Recorded data Block Start

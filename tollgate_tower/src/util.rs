//! Utilities for generating HTTP responses on authorization failures

use http::{header, HeaderValue, Response, StatusCode};
use tollgate::{AuthFailure, BearerAuthOptions};

/// Build the response for a refused request
///
/// The status and JSON body come from the failure. The `www-authenticate`
/// header follows [RFC 6750 §3], with descriptions escaped so that they are
/// header-friendly:
///
/// ```http
/// HTTP/1.1 401 Unauthorized
/// content-type: application/json
/// www-authenticate: Bearer error="invalid_token", error_description="{description}", resource_metadata="{url}"
/// ```
///
/// A request without credentials gets neither `error` nor
/// `error_description`, and a scope denial lists the missing scopes:
///
/// ```http
/// HTTP/1.1 403 Forbidden
/// www-authenticate: Bearer error="insufficient_scope", error_description="{description}", scope="notes:read notes:write"
/// ```
///
/// Server errors carry no `www-authenticate` header.
///
///   [RFC 6750 §3]: https://datatracker.ietf.org/doc/html/rfc6750#section-3
pub fn failure_response<Body>(
    failure: &AuthFailure,
    options: &BearerAuthOptions,
    show_error_details: bool,
) -> Response<Body>
where
    Body: From<String>,
{
    let body = serde_json::to_string(&failure.body(show_error_details))
        .unwrap_or_else(|_| format!(r#"{{"error":"{}"}}"#, failure.code()));

    let mut resp = Response::new(Body::from(body));
    *resp.status_mut() = failure.status();
    resp.headers_mut().insert(
        header::CONTENT_TYPE,
        HeaderValue::from_static("application/json"),
    );

    if let Some(challenge) = challenge(failure, options.resource_metadata_url()) {
        resp.headers_mut().insert(header::WWW_AUTHENTICATE, challenge);
    }

    resp
}

fn challenge(failure: &AuthFailure, resource_metadata: Option<&str>) -> Option<HeaderValue> {
    let mut params = Vec::new();

    let error = match failure.status() {
        StatusCode::UNAUTHORIZED if failure.code() == "missing_auth_header" => None,
        StatusCode::UNAUTHORIZED => Some("invalid_token"),
        StatusCode::FORBIDDEN => Some("insufficient_scope"),
        _ => return None,
    };

    if let Some(error) = error {
        params.push(format!(r#"error="{error}""#));
    }

    if error.is_some() && !failure.description().is_empty() {
        params.push(format!(
            r#"error_description="{}""#,
            failure.description().escape_default()
        ));
    }

    // Scope tokens are printable ASCII without `\` or `"`, so they never
    // need escaping.
    if let Some(missing) = failure.missing_scopes().filter(|m| !m.is_empty()) {
        let scope = missing
            .iter()
            .map(|s| s.as_str())
            .collect::<Vec<_>>()
            .join(" ");
        params.push(format!(r#"scope="{scope}""#));
    }

    if let Some(url) = resource_metadata {
        params.push(format!(r#"resource_metadata="{}""#, url.escape_default()));
    }

    let value = if params.is_empty() {
        "Bearer".to_owned()
    } else {
        format!("Bearer {}", params.join(", "))
    };

    Some(HeaderValue::try_from(value).expect("escaped challenge is a valid header value"))
}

Recorded data Block End

(Exercise directions):
Could the entries above be output once more, exactly as they are?

(Answer to the exercise):
filename tollgate_tower/src/util.rs
//! Utilities for generating HTTP responses on authorization failures

use http::{header, HeaderValue, Response, StatusCode};
use tollgate::{AuthFailure, BearerAuthOptions};

/// Build the response for a refused request
///
/// The status and JSON body come from the failure. The `www-authenticate`
/// header follows [RFC 6750 §3], with descriptions escaped so that they are
/// header-friendly:
///
/// ```http
/// HTTP/1.1 401 Unauthorized
/// content-type: application/json
/// www-authenticate: Bearer error="invalid_token", error_description="{description}", resource_metadata="{url}"
/// ```
///
/// A request without credentials gets neither `error` nor
/// `error_description`, and a scope denial lists the missing scopes:
///
/// ```http
/// HTTP/1.1 403 Forbidden
/// www-authenticate: Bearer error="insufficient_scope", error_description="{description}", scope="notes:read notes:write"
/// ```
///
/// Server errors carry no `www-authenticate` header.
///
///   [RFC 6750 §3]: https://datatracker.ietf.org/doc/html/rfc6750#section-3
pub fn failure_response<Body>(
    failure: &AuthFailure,
    options: &BearerAuthOptions,
    show_error_details: bool,
) -> Response<Body>
where
    Body: From<String>,
{
    let body = serde_json::to_string(&failure.body(show_error_details))
        .unwrap_or_else(|_| format!(r#"{{"error":"{}"}}"#, failure.code()));

    let mut resp = Response::new(Body::from(body));
    *resp.status_mut() = failure.status();
    resp.headers_mut().insert(
        header::CONTENT_TYPE,
        HeaderValue::from_static("application/json"),
    );

    if let Some(challenge) = challenge(failure, options.resource_metadata_url()) {
        resp.headers_mut().insert(header::WWW_AUTHENTICATE, challenge);
    }

    resp
}

fn challenge(failure: &AuthFailure, resource_metadata: Option<&str>) -> Option<HeaderValue> {
    let mut params = Vec::new();

    let error = match failure.status() {
        StatusCode::UNAUTHORIZED if failure.code() == "missing_auth_header" => None,
        StatusCode::UNAUTHORIZED => Some("invalid_token"),
        StatusCode::FORBIDDEN => Some("insufficient_scope"),
        _ => return None,
    };

    if let Some(error) = error {
        params.push(format!(r#"error="{error}""#));
    }

    if error.is_some() && !failure.description().is_empty() {
        params.push(format!(
            r#"error_description="{}""#,
            failure.description().escape_default()
        ));
    }

    // Scope tokens are printable ASCII without `\` or `"`, so they never
    // need escaping.
    if let Some(missing) = failure.missing_scopes().filter(|m| !m.is_empty()) {
        let scope = missing
            .iter()
            .map(|s| s.as_str())
            .collect::<Vec<_>>()
            .join(" ");
        params.push(format!(r#"scope="{scope}""#));
    }

    if let Some(url) = resource_metadata {
        params.push(format!(r#"resource_metadata="{}""#, url.escape_default()));
    }

    let value = if params.is_empty() {
        "Bearer".to_owned()
    } else {
        format!("Bearer {}", params.join(", "))
    };

    Some(HeaderValue::try_from(value).expect("escaped challenge is a valid header value"))
}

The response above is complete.